In the winter of 1994, I received a call from Carolyn Jourdan. She was the executive director of a documentary she was making as part of a Nuclear Waste Documentary Project entitled Half Lives: Keeping the World's Biggest Secret. She told me she had just read a book I wrote, and that it represented an important perspective she wanted to have in the film. I asked her what possible connection she saw between The Bum's Rush: The Selling of Environmental Backlash (Phrases and Fallacies of Rush Limbaugh) and a documentary featuring discussions between the surviving scientists of the Manhattan Project. (She had told me the film had a budget of over $1,000,000 and had already done work in places around the world.) She replied that she wanted to have me analyze the rhetoric of the differing viewpoints between the scientists. She knew there were opposing views about the morality of dropping the bombs on Hiroshima and Nagasaki. She thought some of them would reveal that they held beliefs for reasons I exposed in the book.

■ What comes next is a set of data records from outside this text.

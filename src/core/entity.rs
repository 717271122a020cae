//! Card instance identification.
//!
//! Every card copy in a game, whether built into a deck at setup or created
//! by an effect mid-game, gets a unique `InstanceId`. Ids are never reused,
//! so a removed card stays addressable for the rest of the game.
//!
//! ## Usage
//!
//! ```
//! use ideology_ccg::core::InstanceId;
//!
//! let id = InstanceId::new(7);
//! assert_eq!(id.raw(), 7);
//! assert_eq!(format!("{}", id), "Card#7");
//! ```

use serde::{Deserialize, Serialize};

/// Unique identifier for a card instance.
#[derive(Clone, Copy, Debug, PartialEq, Eq, PartialOrd, Ord, Hash, Serialize, Deserialize)]
pub struct InstanceId(pub u32);

impl InstanceId {
    /// Create a new instance ID.
    #[must_use]
    pub const fn new(id: u32) -> Self {
        Self(id)
    }

    /// Get the raw ID value.
    #[must_use]
    pub const fn raw(self) -> u32 {
        self.0
    }

    /// The id following this one, used by the state's allocator.
    #[must_use]
    pub const fn next(self) -> Self {
        Self(self.0 + 1)
    }
}

impl From<u32> for InstanceId {
    fn from(id: u32) -> Self {
        Self(id)
    }
}

impl std::fmt::Display for InstanceId {
    fn fmt(&self, f: &mut std::fmt::Formatter<'_>) -> std::fmt::Result {
        write!(f, "Card#{}", self.0)
    }
}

I agreed to be the "soft scientist," as she put it, and had the honor of spending about a week in Hanford Washington with the elderly scientists. At the end of each of four days I offered insights about what I had heard from a hypnotherapeutic perspective. Sadly, most of film footage had to be deleted because each day a camera housed on a four-wheeled cart would film me walking and talking on a sidewalk along the Columbia River. After the four days of shooting they noticed during editing that the image of me kept bouncing up a down slightly. Upon investigation they noted one of the wheels on the cart had been causing the problem. Sadly, all the footage was scrapped and I had to do a "head shot" summary in about five minutes. I wrote Carolyn to see if she had any images for this article. She just emailed me back:
Dear Joe and Don,
All the footage and master tapes from Half Lives were donated to the American Museum of Science and Energy in Oak Ridge, Tennessee.
I don't have anything but DVDs of the final edit of the film.
And, yes, Don's footage was ruined by a bad employee.
The original footage of Don's interview would be with the Oak Ridge Museum.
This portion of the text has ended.